The Money We Could Safely Not Spend on Health Care Is Beyond Belief

Tuesday, December 20, 2011

In retrospect, it was probably a mistake for President Obama to nominate a former Harvard School of Public Health professor and former Harvard Community Health Plan vice president as administrator of the Centers for Medicare and Medicaid Services (CMMS), formerly known as the Health Care Financing Administration, in Washington, D.C.

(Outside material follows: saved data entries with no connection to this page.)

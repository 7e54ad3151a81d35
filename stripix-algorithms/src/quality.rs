//! Per-cluster quality metrics against a calibration group.

use stripix_core::{CalibrationGroup, Cluster};

#[cfg(feature = "serde")]
use serde::{Deserialize, Serialize};

/// Derived quantities describing one cluster.
#[derive(Debug, Clone, Copy, PartialEq)]
#[cfg_attr(feature = "serde", derive(Serialize, Deserialize))]
pub struct ClusterQuality {
    /// Charge sharing between the highest strip and its larger neighbour,
    /// as `left / (left + right)`. `1.0` for single-strip clusters.
    pub eta: Option<f64>,
    /// Seed strip signal over its noise.
    pub seed_snr: Option<f64>,
    /// Quadrature sum of the per-strip signal to noise ratios.
    pub cluster_snr: Option<f64>,
    /// True if every strip is calibrated and unmasked.
    pub good: bool,
    /// Centre of gravity in millimetres.
    pub position_mm: f64,
}

impl ClusterQuality {
    /// Evaluates a cluster.
    ///
    /// Strips without a positive sigma in `calibration` do not contribute
    /// to the signal to noise ratios.
    #[must_use]
    pub fn evaluate(cluster: &Cluster, calibration: &CalibrationGroup, pitch_mm: f64) -> Self {
        let sigma = |strip: usize| {
            calibration
                .get(strip)
                .and_then(|c| c.sigma)
                .filter(|&s| s > 0.0)
        };

        let seed_snr = cluster
            .iter_strips()
            .find(|&(strip, _)| strip == cluster.seed)
            .and_then(|(strip, signal)| sigma(strip).map(|s| signal / s));

        let sum_sq: Option<f64> = cluster
            .iter_strips()
            .filter_map(|(strip, signal)| sigma(strip).map(|s| (signal / s).powi(2)))
            .fold(None, |acc, v| Some(acc.unwrap_or(0.0) + v));

        let good = cluster.iter_strips().all(|(strip, _)| {
            calibration
                .get(strip)
                .is_some_and(|c| c.flag.is_some() && !c.is_masked())
        });

        Self {
            eta: eta(&cluster.strips),
            seed_snr,
            cluster_snr: sum_sq.filter(|&s| s > 0.0).map(f64::sqrt),
            good,
            position_mm: cluster.cog * pitch_mm,
        }
    }
}

/// Charge sharing ratio of a strip sequence.
///
/// Returns `None` for an empty cluster or a zero-sum pair.
#[must_use]
pub fn eta(strips: &[f64]) -> Option<f64> {
    let (max_pos, _) = strips
        .iter()
        .enumerate()
        .max_by(|a, b| a.1.total_cmp(b.1))?;
    if strips.len() == 1 {
        return Some(1.0);
    }
    let left = if max_pos == 0 {
        0
    } else if max_pos == strips.len() - 1 || strips[max_pos - 1] > strips[max_pos + 1] {
        max_pos - 1
    } else {
        max_pos
    };
    let (a, b) = (strips[left], strips[left + 1]);
    let sum = a + b;
    (sum != 0.0).then(|| a / sum)
}

#[cfg(test)]
mod tests {
    use super::*;
    use approx::assert_relative_eq;
    use stripix_core::ChannelCalibration;

    fn calibration(sigma: f64, masked: &[usize]) -> CalibrationGroup {
        let channels = (0..64)
            .map(|i| ChannelCalibration {
                sigma: Some(sigma),
                flag: Some(if masked.contains(&i) { 1.0 } else { 0.0 }),
                ..ChannelCalibration::default()
            })
            .collect();
        CalibrationGroup::new(channels)
    }

    fn cluster(first: usize, strips: Vec<f64>, seed: usize) -> Cluster {
        Cluster {
            event: 1,
            nclust: 1,
            seed,
            signal: strips.iter().sum(),
            width: strips.len(),
            address: first,
            cog: 10.0,
            first_strip: first,
            strips,
        }
    }

    #[test]
    fn test_eta() {
        assert_eq!(eta(&[]), None);
        assert_eq!(eta(&[40.0]), Some(1.0));
        assert_relative_eq!(eta(&[30.0, 10.0]).unwrap(), 0.75);
        assert_relative_eq!(eta(&[10.0, 30.0]).unwrap(), 0.25);
        // Larger neighbour on the left
        assert_relative_eq!(eta(&[20.0, 60.0, 5.0]).unwrap(), 0.25);
        // Larger neighbour on the right
        assert_relative_eq!(eta(&[5.0, 60.0, 20.0]).unwrap(), 0.75);
    }

    #[test]
    fn test_signal_to_noise() {
        let c = cluster(9, vec![6.0, 40.0, 8.0], 10);
        let q = ClusterQuality::evaluate(&c, &calibration(2.0, &[]), 0.15);

        assert_relative_eq!(q.seed_snr.unwrap(), 20.0);
        assert_relative_eq!(q.cluster_snr.unwrap(), (9.0f64 + 400.0 + 16.0).sqrt());
        assert_relative_eq!(q.position_mm, 1.5);
        assert!(q.good);
    }

    #[test]
    fn test_masked_strip_makes_cluster_bad() {
        let c = cluster(9, vec![6.0, 40.0, 8.0], 10);
        let q = ClusterQuality::evaluate(&c, &calibration(2.0, &[11]), 0.15);
        assert!(!q.good);
    }

    #[test]
    fn test_missing_noise() {
        let c = cluster(9, vec![6.0, 40.0, 8.0], 10);
        let q = ClusterQuality::evaluate(&c, &calibration(0.0, &[]), 0.15);
        assert_eq!(q.seed_snr, None);
        assert_eq!(q.cluster_snr, None);
    }
}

It didn't matter that Professor Donald M. Berwick, M.D., a longtime resident of Newton, MA, was a well respected pediatrician, that he had distinguished himself as a medical researcher, and that he had spent 19 years as head of the Institute for Healthcare Improvement, a nationally respected organization. His Harvard connection probably doomed him from the start with the Republicans in the U.S. Senate, where Dr. Berwick's nomination had to be confirmed.

The Senate Republicans are led by a man from Kentucky, Mitch McConnell, who has said his main job is to make sure Obama is a one-term president. They dug deep into Dr. Berwick's record, decided he was not sufficiently enamored of free-market, entrepreneurial health care, and closed ranks against his nomination. To avoid a nasty confirmation fight he might lose, Obama installed Dr. Berwick on the top perch at CMMS in a "recess appointment," meaning the president waited until Congress recessed and gave him the job by executive order. A recess appointment, however, is always limited in duration; Dr. Berwick reached his limit at the end of November, seventeen months after he started.

During an interview granted to the New York Times while preparing to leave Washington and return to Massachusetts, Dr. Berwick was asked what percentage of health care spending in the U.S. he considered wasteful? Between 20 and 30 percent, he said, defining waste as any expenditure that produces no benefit to a patient.

Dr. Berwick enumerated five reasons for what he termed the "extremely high level of waste" in the U.S. system: overtreatment of patients, the failure of health care providers to coordinate all the care given to a patient, the administrative complexity of the system itself, burdensome rules, and outright fraud.



If all that waste were to be eliminated, the federal government could save up to a quarter of a trillion dollars ($250 billion) on the Medicaid and Medicare programs!



Of course, it's unrealistic to think that all of the waste in our health care system could ever be eliminated. But billions of dollars in savings are there for the taking -- and should be taken, if we can finally get serious about critically examining how and what we spend on health care.



CMMS officials should be able to talk, for example, about Medicare reimbursements for treatments of dubious value to terminally ill patients without being accused of setting up "Death Panels." And they should be able to talk about the costs of defensive medicine, i.e., diagnostic tests ordered by physicians worried about protecting themselves from malpractice suits, without plaintiffs' attorney groups crying about the erosion of patient rights.



Ask any adult you know over the age of 40 who has good health insurance if he has ever been sent for a medical test that was, in retrospect, not needed or justified, and the chances are high the answer will be yes. My own personal favorite concerns the time I was given an ultrasonic scan of my carotid artery during a follow-up assessment for an episode of vertigo, a problem that had initially resulted in an extensive work-up, including a CT scan of my head, in the emergency department of a prominent Boston teaching hospital. The co-pay I had to make on that ultrasound was well over $200, which has served to prevent this memory from fading in my mind.



"Unnecessary" is a term that also covers a lot of the medical treatments routinely given to insured people today. Consider, for example, the report in the September, 2011, edition of the American Journal of Public Health, ("The Prophylactic Extraction of Third Molars: A Public Health Hazard").



Ten million third molars, or wisdom teeth, as they are commonly known, are extracted from approximately five million patients in the U.S. per year, at an annual cost of over $3 billion, yet two-thirds of those extractions are medically unnecessary, according to the author of the article, Jay W. Friedman, a retired California dentist.



If Dr. Friedman is correct, we could save $2 billion a year on wisdom tooth extraction surgery, and spare millions of patients needless pain, complications, and the unintended (and sometimes permanent) injuries to the jaw associated with this procedure.



To talk about such a thing would risk the ire of the oral surgeons who make a very good living yanking wisdom teeth from the backs of people's jaws, just as Dr. Berwick incurred the wrath of Mitch McConnell for once having dared to say something favorable about the national health system of Great Britain.